Computers in Drug Discovery is now becoming mainstream. For over 40 years X –ray crystallography has been recognized as a standard for viewing three dimensional structures of proteins. This provides a detailed description of arrangement of atoms in a molecule, which in turn helps understanding how proteins perform their chemical function and thus relating them to the biological action they influence and the molecules they can bind with.

This detailed approach rationalizes the drug discovery process by generating an understanding of the structure of the protein and the molecules it can bind with. With this approach the structure of the protein can be modified to improve specificity, affinity and performance.

With the introduction of computers in the field of drug discovery, any structure can be screened against a library of compounds to find one that can bind to that protein. Such methods have successfully been used in various drug discovery projects, so much so, that large to medium pharmaceutical companies today have a separate protein crystallography group as a part of their drug discovery operations. Several new companies are also venturing into this area of structure based drug discovery utilizing computational methods.

Computers in Drug Discovery

There are three main contributions of structural methods in the drug discovery process – structural biology, structure based design and structure based discovery.

Structural Biology

This method has more to do with determining the structure of a protein target and then relating it to the biological activity and therapeutic role. The combination of modern biology and computational methods it is now possible to generate structures of a large number of therapeutically important targets such as nuclear receptors, metabolic enzymes and key proteins in the life cycle of bacteria and viruses. However this area is mostly dominated by experimental biology as of now.

Structure based design

This is a method by which the interactions between a ligand (a compound being considered as a prospective pharmaceutical product) and a target protein can be studied and necessary alterations can be made to the structure of the ligand so as to increase its affinity, specificity of action or reduce its toxicity etc.

All this has been made simpler by using computational methods to simulate the interaction between the ligand and the target protein and to modify structure of the ligand computationally and then observe its affect. The drawback here is that the ligand (with the altered structure as per the best possible computational conformation) always cannot be experimentally made or does not exist.

Structure based discovery

This is the method of drug discovery that best fits and used the computational model. Since the number of compounds whose structures were known grew in the 1990s, a database was available to search which compounds best fitted a target. This led to the concepts called Virtual Screening, De Novo design and Fragment based Discovery.

Virtual Screening

This is a method which uses computational docking to assess which of the compound out of a large database of compounds will fit into the structure of the target protein. With the current computational methods used today this is 80 % successful however there are a large number of false positive hits generated too in this process.

De Novo design

This method follows an opposite process than screening. It attempts to use the structure of the target protein to design novel chemical structures that can bind to that target protein, Again the major issue here is to create structures that are possibly to be experimentally made.

Fragment based Discovery

Thus method is based on the theory that most ligand that bind to any target protein’s active site can be considered as being made of small fragments or functionalities. Therefore if we screen a small library of compounds/molecules and find out fragments of these compounds that fit well into any fragment of the target protein, then these can be isolated and merged with other fragments to create a fully functional active compounds that fits well with the target protein. The main issue faced here is to design a library that is diverse and to combine/ add additional functionality to the isolated targets.

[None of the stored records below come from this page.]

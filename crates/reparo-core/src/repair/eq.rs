//! Broadband three-gain level trim.

use crate::{Repair, SampleBuffer, db_to_linear};

/// Weights of the low, mid and high gains in the combined multiplier.
const BAND_WEIGHTS: [f32; 3] = [0.33, 0.33, 0.34];

/// Three band gains collapsed into one broadband multiplier.
///
/// There is no crossover: the weighted sum
/// `0.33*lin(low) + 0.33*lin(mid) + 0.34*lin(high)` scales every sample.
/// With all gains at 0 dB the buffer passes unchanged (within rounding).
#[derive(Debug, Clone, Copy, Default, PartialEq)]
pub struct BroadbandEq {
    /// Low band gain in dB.
    pub low_db: f32,
    /// Mid band gain in dB.
    pub mid_db: f32,
    /// High band gain in dB.
    pub high_db: f32,
}

impl BroadbandEq {
    /// Combined linear multiplier.
    pub fn gain(&self) -> f32 {
        [self.low_db, self.mid_db, self.high_db]
            .iter()
            .zip(BAND_WEIGHTS)
            .map(|(&db, weight)| weight * db_to_linear(db))
            .sum()
    }
}

impl Repair for BroadbandEq {
    fn name(&self) -> &'static str {
        "eq"
    }

    fn apply(&self, input: &SampleBuffer) -> SampleBuffer {
        let gain = self.gain();
        input.map(|_, sample| sample * gain)
    }
}
//! Scale and key analysis.
//!
//! Each scale carries two separate tables. [`Scale::note_names`] is a fixed
//! set of names used to score detected notes. [`Scale::intervals`] is
//! tonic-relative and drives correction in any key.

use core::fmt;
use core::str::FromStr;

use crate::{Note, PitchClass, PitchError};

use PitchClass::{A, ASharp, B, C, D, DSharp, E, F, FSharp, G};

/// Supported scales, in scoring priority order.
#[derive(Debug, Clone, Copy, PartialEq, Eq, Hash)]
#[cfg_attr(feature = "serde", derive(serde::Serialize, serde::Deserialize))]
#[cfg_attr(feature = "serde", serde(rename_all = "lowercase"))]
#[allow(missing_docs)]
pub enum Scale {
    Major,
    Minor,
    Pentatonic,
    Blues,
    Dorian,
    Phrygian,
    Lydian,
    Mixolydian,
}

impl Scale {
    /// Every scale, in the order ties are broken.
    pub const ALL: [Scale; 8] = [
        Scale::Major,
        Scale::Minor,
        Scale::Pentatonic,
        Scale::Blues,
        Scale::Dorian,
        Scale::Phrygian,
        Scale::Lydian,
        Scale::Mixolydian,
    ];

    /// Lowercase identifier.
    pub fn name(self) -> &'static str {
        match self {
            Scale::Major => "major",
            Scale::Minor => "minor",
            Scale::Pentatonic => "pentatonic",
            Scale::Blues => "blues",
            Scale::Dorian => "dorian",
            Scale::Phrygian => "phrygian",
            Scale::Lydian => "lydian",
            Scale::Mixolydian => "mixolydian",
        }
    }

    /// Literal note-name set used by [`detect_scale`].
    pub fn note_names(self) -> &'static [PitchClass] {
        match self {
            Scale::Major => &[C, D, E, F, G, A, B],
            Scale::Minor => &[A, B, C, D, E, F, G],
            Scale::Pentatonic => &[C, D, E, G, A],
            Scale::Blues => &[C, DSharp, E, FSharp, G, ASharp],
            Scale::Dorian => &[D, E, F, G, A, B, C],
            Scale::Phrygian => &[E, F, G, A, B, C, D],
            Scale::Lydian => &[F, G, A, B, C, D, E],
            Scale::Mixolydian => &[G, A, B, C, D, E, F],
        }
    }

    /// Semitone offsets from the tonic.
    pub fn intervals(self) -> &'static [u8] {
        match self {
            Scale::Major => &[0, 2, 4, 5, 7, 9, 11],
            Scale::Minor => &[0, 2, 3, 5, 7, 8, 10],
            Scale::Pentatonic => &[0, 2, 4, 7, 9],
            Scale::Blues => &[0, 3, 5, 6, 7, 10],
            Scale::Dorian => &[0, 2, 3, 5, 7, 9, 10],
            Scale::Phrygian => &[0, 1, 3, 5, 7, 8, 10],
            Scale::Lydian => &[0, 2, 4, 6, 7, 9, 11],
            Scale::Mixolydian => &[0, 2, 4, 5, 7, 9, 10],
        }
    }

    /// Pitch classes of this scale built on `key`.
    ///
    /// ```rust
    /// use reparo_pitch::{PitchClass, Scale};
    ///
    /// let g_major = Scale::Major.pitch_classes(PitchClass::G);
    /// assert!(g_major.contains(&PitchClass::FSharp));
    /// assert!(!g_major.contains(&PitchClass::F));
    /// ```
    pub fn pitch_classes(self, key: PitchClass) -> Vec<PitchClass> {
        self.intervals()
            .iter()
            .map(|&offset| key.transpose(i32::from(offset)))
            .collect()
    }
}

impl fmt::Display for Scale {
    fn fmt(&self, f: &mut fmt::Formatter<'_>) -> fmt::Result {
        f.write_str(self.name())
    }
}

impl FromStr for Scale {
    type Err = PitchError;

    fn from_str(s: &str) -> Result<Self, Self::Err> {
        let wanted = s.trim().to_ascii_lowercase();
        Scale::ALL
            .into_iter()
            .find(|scale| scale.name() == wanted)
            .ok_or_else(|| PitchError::UnknownScale(s.to_string()))
    }
}

/// A scale anchored on a tonic.
#[derive(Debug, Clone, Copy, PartialEq, Eq)]
#[cfg_attr(feature = "serde", derive(serde::Serialize, serde::Deserialize))]
pub struct ScaleKey {
    /// Scale type.
    pub scale: Scale,
    /// Tonic.
    pub key: PitchClass,
}

impl fmt::Display for ScaleKey {
    fn fmt(&self, f: &mut fmt::Formatter<'_>) -> fmt::Result {
        write!(f, "{} {}", self.key, self.scale)
    }
}

/// Best-matching scale for a set of notes.
///
/// Each scale scores the number of distinct detected names found in its name
/// set; the highest score wins and ties go to the earlier scale in
/// [`Scale::ALL`]. Returns `None` (shown as `Unknown`) for an empty list.
///
/// ```rust
/// use reparo_pitch::{Scale, detect_scale};
///
/// assert_eq!(detect_scale(&[]), None);
/// ```
pub fn detect_scale(notes: &[Note]) -> Option<Scale> {
    if notes.is_empty() {
        return None;
    }

    let mut present = [false; 12];
    for note in notes {
        present[note.pitch_class.index()] = true;
    }

    let mut best: Option<(Scale, usize)> = None;
    for scale in Scale::ALL {
        let score = scale
            .note_names()
            .iter()
            .filter(|pc| present[pc.index()])
            .count();
        if best.is_none_or(|(_, top)| score > top) {
            best = Some((scale, score));
        }
    }

    best.map(|(scale, _)| scale)
}

/// Most frequent pitch class among `notes`.
///
/// Ties go to the class encountered first; an empty list yields C.
pub fn detect_key(notes: &[Note]) -> PitchClass {
    let mut counts: Vec<(PitchClass, usize)> = Vec::new();
    for note in notes {
        match counts.iter_mut().find(|(pc, _)| *pc == note.pitch_class) {
            Some((_, count)) => *count += 1,
            None => counts.push((note.pitch_class, 1)),
        }
    }

    let mut best: Option<(PitchClass, usize)> = None;
    for (pc, count) in counts {
        if best.is_none_or(|(_, top)| count > top) {
            best = Some((pc, count));
        }
    }

    best.map_or(PitchClass::C, |(pc, _)| pc)
}

/// Scale and key together, or `None` for an empty note list.
pub fn detect_scale_key(notes: &[Note]) -> Option<ScaleKey> {
    detect_scale(notes).map(|scale| ScaleKey {
        scale,
        key: detect_key(notes),
    })
}

#[cfg(test)]
mod tests {
    use super::*;

    fn note(pitch_class: PitchClass) -> Note {
        Note {
            frequency: 440.0,
            pitch_class,
            octave: 4,
            cents: 0,
            start_time: 0.0,
            end_time: 0.1,
            start_sample: 0,
            end_sample: 4096,
            amplitude: 0.5,
        }
    }

    fn notes(classes: &[PitchClass]) -> Vec<Note> {
        classes.iter().copied().map(note).collect()
    }

    #[test]
    fn test_empty_is_unknown() {
        assert_eq!(detect_scale(&[]), None);
        assert_eq!(detect_key(&[]), PitchClass::C);
        assert_eq!(detect_scale_key(&[]), None);
    }

    #[test]
    fn test_white_keys_pick_major() {
        // Major, minor and the modes all score 7; major is declared first.
        let found = notes(&[C, D, E, F, G, A, B]);
        assert_eq!(detect_scale(&found), Some(Scale::Major));
    }

    #[test]
    fn test_blues_notes() {
        let found = notes(&[C, DSharp, FSharp, ASharp]);
        assert_eq!(detect_scale(&found), Some(Scale::Blues));
    }

    #[test]
    fn test_all_zero_scores_pick_major() {
        let found = notes(&[PitchClass::CSharp, PitchClass::GSharp]);
        assert_eq!(detect_scale(&found), Some(Scale::Major));
    }

    #[test]
    fn test_duplicates_count_once_for_scale() {
        // Repeating D# must not outweigh distinct naturals.
        let found = notes(&[DSharp, DSharp, DSharp, DSharp, C, D, E, F]);
        assert_eq!(detect_scale(&found), Some(Scale::Major));
    }

    #[test]
    fn test_key_most_frequent() {
        let found = notes(&[C, G, G, E, G]);
        assert_eq!(detect_key(&found), G);
    }

    #[test]
    fn test_key_tie_goes_to_first_encountered() {
        let found = notes(&[E, C, C, E]);
        assert_eq!(detect_key(&found), E);
    }

    #[test]
    fn test_catalogs_agree_in_home_keys() {
        // Each name set is the interval set rooted on the name set's first note
        // for the diatonic scales.
        for scale in [Scale::Major, Scale::Minor, Scale::Dorian, Scale::Phrygian] {
            let tonic = scale.note_names()[0];
            let mut from_intervals = scale.pitch_classes(tonic);
            let mut names = scale.note_names().to_vec();
            from_intervals.sort();
            names.sort();
            assert_eq!(from_intervals, names, "{scale}");
        }
    }

    #[test]
    fn test_parse_scale() {
        assert_eq!("Major".parse::<Scale>(), Ok(Scale::Major));
        assert_eq!(" mixolydian ".parse::<Scale>(), Ok(Scale::Mixolydian));
        assert!("chromatic".parse::<Scale>().is_err());
    }

    #[test]
    fn test_scale_key_display() {
        let sk = ScaleKey {
            scale: Scale::Minor,
            key: PitchClass::FSharp,
        };
        assert_eq!(sk.to_string(), "F# minor");
    }
}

Computers have an undisputed role in the above processes. The importance of computers in this field especially grew with the evolution of graphics in computers. The first important event was in the 1950s with the determination of the structure of Vitamin B12 using analog computers.

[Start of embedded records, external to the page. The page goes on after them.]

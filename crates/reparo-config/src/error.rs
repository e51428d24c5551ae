//! Error types for configuration operations.

use std::path::PathBuf;
use thiserror::Error;

/// Errors that can occur while loading presets or building repair chains.
#[derive(Debug, Error)]
pub enum ConfigError {
    /// Failed to read a file
    #[error("failed to read file '{path}': {source}")]
    ReadFile {
        /// Path of the file that could not be read.
        path: PathBuf,
        /// Underlying I/O error.
        #[source]
        source: std::io::Error,
    },

    /// Failed to write a file
    #[error("failed to write file '{path}': {source}")]
    WriteFile {
        /// Path of the file that could not be written.
        path: PathBuf,
        /// Underlying I/O error.
        #[source]
        source: std::io::Error,
    },

    /// Failed to parse TOML
    #[error("failed to parse TOML: {0}")]
    TomlParse(#[from] toml::de::Error),

    /// Failed to serialize TOML
    #[error("failed to serialize TOML: {0}")]
    TomlSerialize(#[from] toml::ser::Error),

    /// Preset not found
    #[error("preset not found: {0}")]
    PresetNotFound(String),

    /// Unknown repair step type
    #[error("unknown step type: {0}")]
    UnknownStep(String),

    /// Parameter name the step does not have
    #[error("unknown parameter '{param}' for step '{step}'")]
    UnknownParameter {
        /// Step type.
        step: String,
        /// Parameter name as written.
        param: String,
    },

    /// Parameter value that cannot be used
    #[error("invalid value '{value}' for '{step}.{param}': {reason}")]
    InvalidValue {
        /// Step type.
        step: String,
        /// Parameter name.
        param: String,
        /// Value as written.
        value: String,
        /// Why it was rejected.
        reason: String,
    },

    /// Malformed chain string
    #[error("invalid chain syntax: {0}")]
    ChainSyntax(String),

    /// Failed to create directory
    #[error("failed to create directory '{path}': {source}")]
    CreateDir {
        /// Path of the directory that could not be created.
        path: PathBuf,
        /// Underlying I/O error.
        #[source]
        source: std::io::Error,
    },
}

impl ConfigError {
    /// Create a read file error.
    pub fn read_file(path: impl Into<PathBuf>, source: std::io::Error) -> Self {
        ConfigError::ReadFile {
            path: path.into(),
            source,
        }
    }

    /// Create a write file error.
    pub fn write_file(path: impl Into<PathBuf>, source: std::io::Error) -> Self {
        ConfigError::WriteFile {
            path: path.into(),
            source,
        }
    }

    /// Create a directory creation error.
    pub fn create_dir(path: impl Into<PathBuf>, source: std::io::Error) -> Self {
        ConfigError::CreateDir {
            path: path.into(),
            source,
        }
    }

    /// Create an invalid value error.
    pub fn invalid_value(
        step: impl Into<String>,
        param: impl Into<String>,
        value: impl Into<String>,
        reason: impl Into<String>,
    ) -> Self {
        ConfigError::InvalidValue {
            step: step.into(),
            param: param.into(),
            value: value.into(),
            reason: reason.into(),
        }
    }
}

In the 1960s there was advancement in molecular graphics and the first multiple-access computer was built by MIT, however this was only available for large institutions.  The 1970s saw large centres acquire computers for crystallographic work and the emergence of the first laboratory computers.

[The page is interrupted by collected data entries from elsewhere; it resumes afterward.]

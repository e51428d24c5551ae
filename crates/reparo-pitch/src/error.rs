//! Error types for pitch analysis.

use thiserror::Error;

/// Errors raised while configuring or parsing pitch analysis inputs.
#[derive(Debug, Clone, PartialEq, Error)]
pub enum PitchError {
    /// Window and hop sizes that cannot tile a buffer.
    #[error("invalid window geometry: window {window}, hop {hop} (need window > 0 and 0 < hop <= window)")]
    InvalidGeometry {
        /// Requested window length in samples.
        window: usize,
        /// Requested hop in samples.
        hop: usize,
    },

    /// Frequency band with a non-positive or inverted range.
    #[error("invalid frequency band: {min_hz} Hz to {max_hz} Hz")]
    InvalidBand {
        /// Lower bound in Hz.
        min_hz: f32,
        /// Upper bound in Hz.
        max_hz: f32,
    },

    /// Text that does not name one of the twelve pitch classes.
    #[error("unknown pitch class: {0}")]
    UnknownPitchClass(String),

    /// Text that does not name a supported scale.
    #[error("unknown scale: {0}")]
    UnknownScale(String),
}

/// Returned when the per-window callback asks detection to stop.
#[derive(Debug, Clone, Copy, PartialEq, Eq, Error)]
#[error("pitch detection cancelled")]
pub struct Cancelled;
//! Resampling pitch shift.
//!
//! Plain variable-rate playback with linear interpolation: no formant
//! preservation and no time-stretch compensation, and the output keeps the
//! input length. Reading slower than real time (positive semitones) stretches
//! the waveform and lowers its pitch; negative values raise it.

use reparo_core::SampleBuffer;

/// Playback ratio for a shift of `semitones`: `2^(semitones/12)`.
pub fn shift_ratio(semitones: f32) -> f32 {
    2.0_f32.powf(semitones / 12.0)
}

/// Resample `samples` by `2^(semitones/12)`.
///
/// Output sample `i` reads source position `i / ratio`, blending the two
/// neighbouring samples linearly. Positions at or past the last sample hold
/// the last sample. A shift of zero returns the input exactly.
///
/// # Example
///
/// ```rust
/// use reparo_pitch::apply_pitch_shift;
///
/// let ramp = [0.0, 1.0, 2.0, 3.0];
/// assert_eq!(apply_pitch_shift(&ramp, 0.0), ramp);
///
/// // One octave: half speed
/// assert_eq!(apply_pitch_shift(&ramp, 12.0), [0.0, 0.5, 1.0, 1.5]);
/// ```
pub fn apply_pitch_shift(samples: &[f32], semitones: f32) -> Vec<f32> {
    let Some(last) = samples.len().checked_sub(1) else {
        return Vec::new();
    };
    let ratio = f64::from(shift_ratio(semitones));

    // Positions are f64 so indices past 2^24 stay exact.
    (0..samples.len())
        .map(|i| {
            let position = i as f64 / ratio;
            let base = position.floor() as usize;
            if base >= last {
                samples[last]
            } else {
                let frac = (position - base as f64) as f32;
                samples[base] * (1.0 - frac) + samples[base + 1] * frac
            }
        })
        .collect()
}

/// [`apply_pitch_shift`] over a whole buffer, keeping its sample rate.
pub fn shift_buffer(buffer: &SampleBuffer, semitones: f32) -> SampleBuffer {
    SampleBuffer::new(
        apply_pitch_shift(buffer.samples(), semitones),
        buffer.sample_rate(),
    )
}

In the 1980s protein crystallography started being used and accepted as a technique in the pharmaceutical and biotechnology industries and was dominated by the used of laboratory based, multi-access computer systems. The 1990s phase was completely dominated by silicon graphics that provided computational and graphics performance available to all laboratories.

The phase of the 2000s introduced Linux operating system on PC workstations and steady improvement in data collection and processing hardware (such as the crystal robotic mounting hardware) and software for processing. Also there has been heavy investment in the structural genomics for streamlining the production of proteins for structural studies and determination of structures.

Although the computational structural methods have begun to deliver real successes for drug discovery pipeline, the real issues that still hinder its path are the availability of a computational bioinformatics environment to streamline calculations, effective integrations of computational methods and data that are generated into the drug discovery process.